El arte de la oración

La oración no es un ejercicio intelectual rutinario ni una obligación aburrida para unos pocos iniciados; es un arte que se convierte en el corazón latente de la vida cristiana. A menudo se corre el riesgo de confundir orar con hacer un monólogo interior donde simplemente damos vueltas a nuestras propias preocupaciones de espaldas a Dios. Orar es, en esencia, un diálogo de amor con alguien que sabemos que nos ama. No hay una única fórmula mágica para hacerlo: de la misma manera que hay tantas formas de expresar el amor como formas de amar a una pareja o a una esposa, en la oración cada alma tiene su propio camino para tratar al Señor.


Algunas Ideas Clave


Propuesta práctica: "Pasar del Monólogo al Diálogo"

Esta semana trabajaremos el arte de la oración evitando caer en el típico discurso cerrado sobre nosotros mismos.
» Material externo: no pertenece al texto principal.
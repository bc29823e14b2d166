// Copyright 2025 The Cinder Authors
//
// Use of this source code is governed by a MIT-style
// license that can be found in the LICENSE file or at
// https://opensource.org/licenses/MIT

//! Host-side test support
//!
//! Lets the heap and the scheduler run under the ordinary test harness:
//! the heap gets a plain host buffer and the scheduler a fake CPU that
//! records what it was asked to do.
//!
//! # Usage
//! ```ignore
//! use crate::testing::{MockArch, TestRegion};
//!
//! let region = TestRegion::new(64 * 1024);
//! let kernel = Kernel::new(MockArch::new(), task_return);
//! unsafe { kernel.init_heap(region.start(), region.len())? };
//! ```

pub mod harness;

pub use harness::{MockArch, TestRegion, XorShift};
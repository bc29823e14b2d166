// Copyright 2025 The Cinder Authors
//
// Use of this source code is governed by a MIT-style
// license that can be found in the LICENSE file or at
// https://opensource.org/licenses/MIT

//! Cinder kernel image
//!
//! Entered from the boot stub in long mode, with interrupts disabled and
//! the heap region already identity-mapped.

#![no_std]
#![no_main]
#![feature(abi_x86_interrupt)]

extern crate alloc;

use alloc::vec::Vec;
use core::panic::PanicInfo;

use x86_64::structures::idt::InterruptStackFrame;

use cinder::arch::amd64::{idt, pic, pit};
use cinder::arch::Amd64;
use cinder::config::TIMER_HZ;
use cinder::{logging, Arch, Kernel};

#[global_allocator]
static KERNEL: Kernel<Amd64> = Kernel::new(Amd64, task_return);

/// Landing pad for tasks whose entry function returns
extern "C" fn task_return() -> ! {
    KERNEL.task_exit()
}

extern "x86-interrupt" fn timer_interrupt(_frame: InterruptStackFrame) {
    // SAFETY: this is the IRQ0 handler.
    unsafe { pic::end_of_interrupt(pic::TIMER_IRQ) };
    KERNEL.on_tick();
}

fn ticks() -> u64 {
    KERNEL.get_ticks()
}

/// Prints a heartbeat every half second, `rounds` times
extern "C" fn heartbeat(rounds: usize) {
    for round in 1..=rounds {
        log::info!("heartbeat {}/{} at tick {}", round, rounds, KERNEL.get_ticks());
        KERNEL.sleep(500);
    }
}

/// Exercises the global allocator and yields between batches
extern "C" fn worker(batches: usize) {
    let mut total: u64 = 0;
    for batch in 0..batches {
        let squares: Vec<u64> = (0..256u64).map(|n| n * n + batch as u64).collect();
        total = total.wrapping_add(squares.iter().sum::<u64>());
        KERNEL.task_yield();
    }
    log::info!("worker: {} batches, checksum {:#x}", batches, total);
}

/// Kernel entry point
///
/// `heap_start .. heap_start + heap_len` becomes the kernel heap.
#[no_mangle]
pub extern "C" fn kernel_main(heap_start: usize, heap_len: usize) -> ! {
    logging::init(ticks);
    log::info!("cinder: booting");

    // SAFETY: the boot stub hands over this region for the kernel's sole use.
    if let Err(err) = unsafe { KERNEL.init_heap(heap_start, heap_len) } {
        log::error!("cinder: heap init failed: {}", err);
        Amd64.halt();
    }
    if let Err(err) = KERNEL.task_table_init() {
        log::error!("cinder: task table init failed: {}", err);
        Amd64.halt();
    }

    idt::init(timer_interrupt);
    // SAFETY: interrupts are still disabled and nothing else drives the
    // PIC or the PIT.
    unsafe {
        pic::init();
        pit::init(TIMER_HZ as u32);
    }

    let beat = KERNEL.task_create(heartbeat, 6);
    let work = KERNEL.task_create(worker, 64);
    Amd64.enable_interrupts();
    log::info!("cinder: timer running at {} Hz", TIMER_HZ);

    for pid in [beat, work] {
        match pid {
            Ok(pid) => KERNEL.wait_for(pid),
            Err(err) => log::warn!("cinder: demo task not started: {}", err),
        }
    }

    KERNEL.dump_tasks();
    KERNEL.with_heap(|heap| {
        if let Err(err) = heap.check() {
            log::error!("cinder: heap check failed: {}", err);
        }
        heap.dump();
    });

    loop {
        KERNEL.sleep(10_000);
        let stats = KERNEL.heap_stats();
        log::debug!("cinder: heap used {} free {}", stats.used, stats.free);
    }
}

#[panic_handler]
fn panic(info: &PanicInfo) -> ! {
    // SAFETY: nothing runs after this.
    unsafe { logging::emergency_write(format_args!("\nkernel panic: {}\n", info)) };
    Amd64.halt()
}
Seguiremos este triple entrenamiento práctico para conectar de verdad con el Señor:

El Triple Ejercicio de Diálogo con Dios

Transforma tus pensamientos solitarios en una conversación viva con Jesús:

  • El cambio de pronombre (Vencer el monólogo): Cuando estés dando vueltas a una preocupación personal de trabajo, de salud o de familia, detén tu pensamiento. En lugar de decirte a ti mismo: *«¿Cómo resolveré esto? ¿Qué haré?»*, vuélvete hacia el Sagrario o hacia la presencia de Dios en tu alma y di: *«Jesús, tenemos este problema. Mira qué me pasa, ayúdame a enfocarlo como Tú quieres»*. Pasa del "yo" al "nosotros".
  • La oración de la mirada (El amor en silencio): Dedica 5 minutos de tu día a estar en absoluto silencio en una iglesia o en tu habitación ante un crucifijo. No digas nada, no pidas nada, no leas nada. Simplemente practica la oración de la mirada de la que hablaba el campesino del Santo Cura de Ars: *«Yo le miro y Él me mira»*. Déjate amar en silencio por el Señor, imitando la quietud de una pareja que no necesita palabras para saberse unida.
  • Adaptar el lenguaje del amor (Variedad): Elige cada día una forma diferente de tratar a Dios según tu estado de ánimo. Si estás alegre, haz una oración de alabanza y acción de gracias. Si estás desbordado, lee un pasaje del Evangelio imaginándote como un personaje más. Si estás caído, pide perdón y refugio a la Virgen María con un Avemaría pausado. Haz que tu oración sea tan flexible y rica como la vida misma.

Objetivo: Forjar un hábito de oración auténtico, libre y profundo, descubriendo que orar es la expresión de nuestra necesidad de vivir permanentemente conectados y enamorados de Dios en medio de nuestras ocupaciones ordinarias.